Zamora has appeared in concert with New York Festival of Song and the Lincoln Center Festival, performed solo recitals for Carnegie Hall’s Musical Connections Series and the Sarasota Artist Series, and has been featured in live recital broadcasts on NPR, BBC Radio, Deutsche Radio, and Sirius XM Radio.

Zamora has performed and recorded principal roles in La verbena de la Paloma, La Revoltosa, and Luisa Fernanda. Her other recording include An AIDS Quilt Songbook: Sing for Hope, and three albums with American Symphony Orchestra conducted by Leon Botstein: Schubert's Die Verschworenen, Strauss’ Die Liebe der Danae and Hindemith's The Long Christmas Dinner. In 2017, Zamora partnered with Glen Roven to produce “The Hillary Speeches,” a filmed concert including two of Hillary Clinton’s watershed speeches set to music. Zamora was also an associate producer on the album Presidential Suite: Eight Variations on Freedom which won the Grammy Award for Best Large Jazz Ensemble Album in 2016.
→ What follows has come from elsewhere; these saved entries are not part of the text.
//! Compressed secp256r1 points as used for validator and owner keys.

use crate::{CryptoError, CryptoResult};
use p256::elliptic_curve::sec1::EncodedPoint;
use p256::NistP256;
use serde::{Deserialize, Deserializer, Serialize, Serializer};
use std::cmp::Ordering;
use std::fmt;
use std::str::FromStr;

/// A point on the secp256r1 curve in its wire form: either the 33-byte
/// compressed SEC1 encoding or the single byte `0x00` for the point at
/// infinity.
#[derive(Clone, PartialEq, Eq, Hash)]
pub enum ECPoint {
    /// The point at infinity, encoded as the single byte `0x00`.
    Infinity,
    /// A compressed point (prefix `0x02` or `0x03` followed by the X coordinate).
    Compressed([u8; 33]),
}

impl ECPoint {
    /// Decodes a point from its wire encoding, validating curve membership.
    pub fn decode(data: &[u8]) -> CryptoResult<Self> {
        match data {
            [0x00] => Ok(ECPoint::Infinity),
            bytes if bytes.len() == 33 && (bytes[0] == 0x02 || bytes[0] == 0x03) => {
                let point =
                    EncodedPoint::<NistP256>::from_bytes(bytes).map_err(|e| {
                        CryptoError::InvalidPoint {
                            message: format!("malformed encoding: {e}"),
                        }
                    })?;
                // Reject encodings that are well-formed but not on the curve.
                if p256::PublicKey::from_sec1_bytes(point.as_bytes()).is_err() {
                    return Err(CryptoError::InvalidPoint {
                        message: "not a point on secp256r1".into(),
                    });
                }
                let mut buf = [0u8; 33];
                buf.copy_from_slice(bytes);
                Ok(ECPoint::Compressed(buf))
            }
            bytes => Err(CryptoError::InvalidPoint {
                message: format!("unsupported encoding of {} bytes", bytes.len()),
            }),
        }
    }

    /// Returns the wire encoding.
    pub fn encode(&self) -> Vec<u8> {
        match self {
            ECPoint::Infinity => vec![0x00],
            ECPoint::Compressed(bytes) => bytes.to_vec(),
        }
    }

    /// True for the point at infinity.
    pub fn is_infinity(&self) -> bool {
        matches!(self, ECPoint::Infinity)
    }
}

impl fmt::Display for ECPoint {
    fn fmt(&self, f: &mut fmt::Formatter<'_>) -> fmt::Result {
        write!(f, "{}", hex::encode(self.encode()))
    }
}

impl fmt::Debug for ECPoint {
    fn fmt(&self, f: &mut fmt::Formatter<'_>) -> fmt::Result {
        write!(f, "ECPoint({self})")
    }
}

impl Ord for ECPoint {
    fn cmp(&self, other: &Self) -> Ordering {
        self.encode().cmp(&other.encode())
    }
}

impl PartialOrd for ECPoint {
    fn partial_cmp(&self, other: &Self) -> Option<Ordering> {
        Some(self.cmp(other))
    }
}

impl FromStr for ECPoint {
    type Err = CryptoError;

    fn from_str(s: &str) -> Result<Self, Self::Err> {
        let bytes = hex::decode(s).map_err(|e| CryptoError::InvalidPoint {
            message: format!("invalid hex: {e}"),
        })?;
        Self::decode(&bytes)
    }
}

impl Serialize for ECPoint {
    fn serialize<S: Serializer>(&self, serializer: S) -> Result<S::Ok, S::Error> {
        serializer.serialize_str(&self.to_string())
    }
}

impl<'de> Deserialize<'de> for ECPoint {
    fn deserialize<D: Deserializer<'de>>(deserializer: D) -> Result<Self, D::Error> {
        let s = String::deserialize(deserializer)?;
        s.parse().map_err(serde::de::Error::custom)
    }
}

#[cfg(test)]
mod tests {
    use super::*;

    // Generator point of secp256r1, compressed.
    const GENERATOR: &str = "036b17d1f2e12c4247f8bce6e563a440f277037d812deb33a0f4a13945d898c296";

    #[test]
    fn decodes_generator() {
        let point: ECPoint = GENERATOR.parse().unwrap();
        assert!(!point.is_infinity());
        assert_eq!(point.to_string(), GENERATOR);
    }

    #[test]
    fn decodes_infinity() {
        let point = ECPoint::decode(&[0x00]).unwrap();
        assert!(point.is_infinity());
        assert_eq!(point.encode(), vec![0x00]);
    }

    #[test]
    fn rejects_bad_prefix_and_length() {
        assert!(ECPoint::decode(&[0x04; 33]).is_err());
        assert!(ECPoint::decode(&[0x02; 20]).is_err());
        assert!(ECPoint::decode(&[]).is_err());
    }

    #[test]
    fn rejects_x_not_on_curve() {
        let mut bytes = [0xffu8; 33];
        bytes[0] = 0x02;
        assert!(ECPoint::decode(&bytes).is_err());
    }

    #[test]
    fn orders_by_encoding() {
        let g: ECPoint = GENERATOR.parse().unwrap();
        assert!(ECPoint::Infinity < g);
    }
}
Zamora was featured with Yo-Yo Ma, Cristina Pato, and other artists of The Silk Road Ensemble in The Music of Strangers, the documentary film by Academy Award-winning director Morgan Neville.
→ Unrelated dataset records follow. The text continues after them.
//! `Neo.Contract.*`: deployment, migration and the storage-context
//! capability.

use crate::execution_context::ExecutionContext;
use crate::execution_engine::ExecutionEngine;
use crate::limits::MAX_SCRIPT_LENGTH;
use crate::stack_item::{InteropObject, StackItem};
use crate::{VmError, VmResult};
use crate::stack_item::StorageContext;
use neo_ledger::{Contract, ContractParameterType, ContractPropertyState, StorageKey};
use std::sync::Arc;
use tracing::debug;

const MAX_METADATA_LENGTH: usize = 252;
const MAX_DESCRIPTION_LENGTH: usize = 65536;

/// Arguments, top-first: description, email, author, code version, name,
/// properties, return type, parameter list, script.
fn parse_contract(args: &[StackItem]) -> VmResult<Contract> {
    let script = args[8].as_bytes()?;
    if script.len() > MAX_SCRIPT_LENGTH {
        return Err(VmError::ScriptTooLarge {
            size: script.len(),
            max: MAX_SCRIPT_LENGTH,
        });
    }

    let parameter_bytes = args[7].as_bytes()?;
    let mut parameter_list = Vec::with_capacity(parameter_bytes.len());
    for byte in parameter_bytes {
        parameter_list.push(
            ContractParameterType::from_byte(byte)
                .map_err(|e| VmError::invalid_arguments("Contract.Create", e.to_string()))?,
        );
    }
    let return_type = ContractParameterType::from_byte(args[6].as_i64()? as u8)
        .map_err(|e| VmError::invalid_arguments("Contract.Create", e.to_string()))?;
    let properties = ContractPropertyState(args[5].as_i64()? as u8);

    Ok(Contract {
        script,
        parameter_list,
        return_type,
        properties,
        name: metadata_string(&args[4], MAX_METADATA_LENGTH)?,
        code_version: metadata_string(&args[3], MAX_METADATA_LENGTH)?,
        author: metadata_string(&args[2], MAX_METADATA_LENGTH)?,
        email: metadata_string(&args[1], MAX_METADATA_LENGTH)?,
        description: metadata_string(&args[0], MAX_DESCRIPTION_LENGTH)?,
    })
}

fn metadata_string(item: &StackItem, max: usize) -> VmResult<String> {
    let bytes = item.as_bytes()?;
    if bytes.len() > max {
        return Err(VmError::ItemTooLarge {
            size: bytes.len(),
            max,
        });
    }
    Ok(String::from_utf8_lossy(&bytes).into_owned())
}

/// Deploys the contract if its script hash is new; a redeploy of an
/// existing hash returns the existing state untouched.
fn get_or_create(
    engine: &mut ExecutionEngine,
    ctx: &ExecutionContext,
    contract: Contract,
) -> VmResult<(Contract, bool)> {
    engine.require_application_trigger()?;
    let hash = contract.script_hash();
    if let Some(existing) = engine.blockchain().try_get_contract(&hash) {
        return Ok((existing, false));
    }
    debug!(target: "vm", contract = %hash, creator = %ctx.script_hash(), "contract created");
    engine.blockchain().put_contract(contract.clone());
    engine.record_created_contract(hash, ctx.script_hash());
    Ok((contract, true))
}

pub(super) fn create(
    engine: &mut ExecutionEngine,
    ctx: &mut ExecutionContext,
    args: Vec<StackItem>,
) -> VmResult<Vec<StackItem>> {
    let (contract, _) = get_or_create(engine, ctx, parse_contract(&args)?)?;
    Ok(vec![StackItem::Interop(InteropObject::Contract(Arc::new(
        contract,
    )))])
}

/// Like `create`, but a newly created storage-enabled contract inherits
/// the storage entries of the migrating contract.
pub(super) fn migrate(
    engine: &mut ExecutionEngine,
    ctx: &mut ExecutionContext,
    args: Vec<StackItem>,
) -> VmResult<Vec<StackItem>> {
    let (contract, created) = get_or_create(engine, ctx, parse_contract(&args)?)?;
    if created && contract.has_storage() {
        let new_hash = contract.script_hash();
        let source = ctx.script_hash();
        for (key, item) in engine.blockchain().storage_items_of(&source) {
            engine
                .blockchain()
                .put_storage_item(StorageKey::new(new_hash, key.key), item);
        }
    }
    Ok(vec![StackItem::Interop(InteropObject::Contract(Arc::new(
        contract,
    )))])
}

/// The storage context of a contract is handed out only to the script
/// that created it within this run.
pub(super) fn get_storage_context(
    engine: &mut ExecutionEngine,
    ctx: &mut ExecutionContext,
    args: Vec<StackItem>,
) -> VmResult<Vec<StackItem>> {
    let contract = args[0].as_contract()?;
    let hash = contract.script_hash();
    match engine.contract_creator(&hash) {
        Some(creator) if creator == ctx.script_hash() => Ok(vec![StackItem::Interop(
            InteropObject::StorageContext(StorageContext { script_hash: hash }),
        )]),
        _ => Err(VmError::InvalidStorageContext),
    }
}

/// Removes the executing contract and all of its storage.
pub(super) fn destroy(
    engine: &mut ExecutionEngine,
    ctx: &mut ExecutionContext,
    _args: Vec<StackItem>,
) -> VmResult<Vec<StackItem>> {
    engine.require_application_trigger()?;
    let hash = ctx.script_hash();
    if let Some(contract) = engine.blockchain().try_get_contract(&hash) {
        engine.blockchain().delete_contract(&hash);
        if contract.has_storage() {
            for (key, _) in engine.blockchain().storage_items_of(&hash) {
                engine.blockchain().delete_storage_item(&key);
            }
        }
        debug!(target: "vm", contract = %hash, "contract destroyed");
    }
    Ok(Vec::new())
}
Zamora also writes a column on arts and culture for the Huffington Post. She has been a speaker on arts and culture panels at The Aspen Ideas Festival, The Fortune Most Powerful Women's Summit, The Huffington Post Third Metric Summit and Opera America.

Zamora has taught masterclasses and led seminars at universities and conservatories including Harvard University, the University of Oxford, University of Kentucky, and The Juilliard School.

==Sing for Hope==

In 2006, Zamora joined with fellow opera singer and Juilliard graduate Monica Yunus to form Sing For Hope, a New York City-based non-profit organization that brings arts outreach programs to communities in need and provides a network of support for artists who want to give back to their communities. Sing for Hope offers a broad range of arts outreach programming, connecting artists with under-resourced schools, healthcare facilities, and community-based organizations, and presenting projects, such as the 88 Sing for Hope Pianos in parks and public spaces across New York City, to increase arts accessibility.
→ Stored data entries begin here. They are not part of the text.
//! `Neo.Validator.Register`: consensus-candidate registration.

use super::signature_redeem_script;
use crate::execution_context::ExecutionContext;
use crate::execution_engine::ExecutionEngine;
use crate::stack_item::{InteropObject, StackItem};
use crate::{VmError, VmResult};
use neo_core::UInt160;
use neo_cryptography::hash;
use neo_ledger::Validator;
use std::sync::Arc;

pub(super) fn register(
    engine: &mut ExecutionEngine,
    _ctx: &mut ExecutionContext,
    args: Vec<StackItem>,
) -> VmResult<Vec<StackItem>> {
    let public_key = args[0].as_ec_point()?;
    if public_key.is_infinity() {
        return Err(VmError::invalid_arguments(
            "Validator.Register",
            "infinity is not a validator key",
        ));
    }
    let owner = UInt160::from(hash::hash160(&signature_redeem_script(&public_key)));
    if !engine.check_witness(&owner)? {
        return Err(VmError::BadWitness);
    }
    engine.require_application_trigger()?;

    let validator = match engine.blockchain().try_get_validator(&public_key) {
        Some(existing) => existing,
        None => {
            let validator = Validator::new(public_key);
            engine.blockchain().put_validator(validator.clone());
            validator
        }
    };
    Ok(vec![StackItem::Interop(InteropObject::Validator(Arc::new(
        validator,
    )))])
}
The Sing for Hope model for artist-community engagement traces it roots to the annual AIDS fundraising gala concert that Zamora founded in memory of her late friend, tenor Frank Logan. In 2012, Zamora was featured in the AIDS Quilt Songbook 20th Anniversary Concert in New York City, premiering works by Herschel Garfein, Robert Aldridge, and Scott Gendel. The concert was produced by Sing for Hope to commemorate the classical music world's first organized response to the AIDS crisis.

Sing for Hope puts artist-designed pianos on the streets of New York City for public use. 50 pianos were donated to public schools across the five boroughs in 2017.

==Recognition==
Zamora was named one of CNN's Most Intriguing People in 2010. In 2013, she was named one of the "Top 50 Americans in Philanthropy" by Town and Country Magazine, featured as "New Yorker of the Week" by NY1, and profiled on NBC Latino. Zamora was recognized by the Ladies Home Journal as one of the "16 Women That Made the World Happier." Beginning in 2012, Houston's Mayor Annise Parker presented the Camille Zamora Award to individuals who donate to Bering Omega Community Services for HIV/AIDS research. The annual award, created by the Bering Omega Board of Trustees, has expanded to honor individuals and organizations that make significant contributions to the Houston area community impacted by HIV/AIDS.

Zamora has performed at the United Nations and The Fortune Most Powerful Women Summit. Zamora received a World Harmony Run Torch-Bearer Award in 2010, and has been recognized by the Congressional Hispanic Caucus. In 2016, Zamora was named a Kennedy Center Citizen Artist.